Soul Seven

In 1969, at a small historically black school called Bishop College in Dallas, Texas, an Assistant Band Director had an idea for six students he led in the school’s Ambassador Marching Band – why not record two of the hardest-hitting funk songs of all time? Wendell Sneed, a jazz drummer par excellence who caught the funk bug around 1967 from soon-to-be bandmate Mike McKinney, assembled The Soul Seven from a multi-talented bunch attending Bishop on music scholarships. With the help of old friend Roger Boykin, another Bishop alumnus (1963), Sneed released his project on the fledgling Soultex label.

A third song from the session – a heavy duty cover of the Stax/Volt stalwarts’ “Grab That Thang” retitled “Southside Funk” – didn’t find a release until 2001, as Now Again Records’ parent company Stones Throw seven inch and as part of The Funky 16 Corners compilation. “We would take someone’s song and put our own twist to it,” trombonist and on-stage leader Charles Hunt remembers. Distilling the Soul Seven experience into one sentence, he adds, “We wanted to put out the funkiest music possible and hopefully get some gigs.”

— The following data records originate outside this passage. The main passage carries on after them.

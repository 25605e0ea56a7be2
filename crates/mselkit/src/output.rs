//! Output formatting: table, JSON, YAML, plain.
//!
//! Renders data in the format selected by `--output`. Table uses `tabled`,
//! structured formats use serde, plain emits one identifier per line.

use std::io::{self, IsTerminal, Write};

use owo_colors::OwoColorize;
use tabled::{Table, Tabled, settings::Style};

use crate::cli::{ColorMode, OutputFormat};

// ── Color helpers ────────────────────────────────────────────────────

/// Determine whether color output should be enabled.
pub fn should_color(mode: &ColorMode) -> bool {
    match mode {
        ColorMode::Always => true,
        ColorMode::Never => false,
        ColorMode::Auto => io::stdout().is_terminal() && std::env::var("NO_COLOR").is_err(),
    }
}

/// A success/confirmation line, green when color is enabled.
pub fn notice(message: &str, mode: &ColorMode) -> String {
    if should_color(mode) {
        message.green().to_string()
    } else {
        message.to_string()
    }
}

// ── Render dispatchers ───────────────────────────────────────────────

/// Render a list of serde-serializable + tabled items in the chosen format.
///
/// - `table`: uses the `Tabled` derive to build a pretty table
/// - `json` / `json-compact`: serializes the original data via serde
/// - `yaml`: serializes via serde_yaml
/// - `plain`: calls `id_fn` on each item to emit one identifier per line
pub fn render_list<T, R>(
    format: &OutputFormat,
    data: &[T],
    to_row: impl Fn(&T) -> R,
    id_fn: impl Fn(&T) -> String,
) -> String
where
    T: serde::Serialize,
    R: Tabled,
{
    match format {
        OutputFormat::Table => {
            let rows: Vec<R> = data.iter().map(to_row).collect();
            render_table(&rows)
        }
        OutputFormat::Json => render_json(data, false),
        OutputFormat::JsonCompact => render_json(data, true),
        OutputFormat::Yaml => render_yaml(data),
        OutputFormat::Plain => data.iter().map(&id_fn).collect::<Vec<_>>().join("\n"),
    }
}

/// Render a single serde-serializable item in the chosen format.
///
/// Table rendering uses a custom `detail_fn` that returns a pre-formatted
/// string, since single-item detail views don't use `Tabled` derive.
pub fn render_single<T>(
    format: &OutputFormat,
    data: &T,
    detail_fn: impl Fn(&T) -> String,
    id_fn: impl Fn(&T) -> String,
) -> String
where
    T: serde::Serialize,
{
    match format {
        OutputFormat::Table => detail_fn(data),
        OutputFormat::Json => render_json(data, false),
        OutputFormat::JsonCompact => render_json(data, true),
        OutputFormat::Yaml => render_yaml(data),
        OutputFormat::Plain => id_fn(data),
    }
}

/// Print the rendered output to stdout, respecting quiet mode.
pub fn print_output(output: &str, quiet: bool) {
    if quiet || output.is_empty() {
        return;
    }
    let mut stdout = io::stdout().lock();
    let _ = writeln!(stdout, "{output}");
}

// ── Format-specific renderers ────────────────────────────────────────

fn render_table<R: Tabled>(rows: &[R]) -> String {
    Table::new(rows).with(Style::rounded()).to_string()
}

/// Pretty-printed JSON.
fn render_json_pretty<T: serde::Serialize + ?Sized>(data: &T) -> String {
    serde_json::to_string_pretty(data).unwrap_or_default()
}

/// Compact single-line JSON.
fn render_json_compact<T: serde::Serialize + ?Sized>(data: &T) -> String {
    serde_json::to_string(data).unwrap_or_default()
}

fn render_json<T: serde::Serialize + ?Sized>(data: &T, compact: bool) -> String {
    if compact {
        render_json_compact(data)
    } else {
        render_json_pretty(data)
    }
}

/// YAML output.
fn render_yaml<T: serde::Serialize + ?Sized>(data: &T) -> String {
    serde_yaml::to_string(data).unwrap_or_default()
}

While The Soul Seven certainly achieved Hunt’s goal, their live performances were often recorded – if at all – using one microphone, with a 1/4” reel to reel moving at the slowest speed possible. Thankfully Boykin and Sneed booked The Seven at their independently financed and produced South Dallas Pop Festival on the evening of June, 22nd 1970, and hired a professional recording engineer to document the night’s proceedings. Alongside friendly rivals The Apollo Commanders and The Black Maffia, The Soul Seven revue turned out an intense set that highlighted guests Eddie Purrell, Monica Harris and The Voices of Time and Mama Dee… and of course found the band doing what they did best – rocking the show with heavy, heavy funk.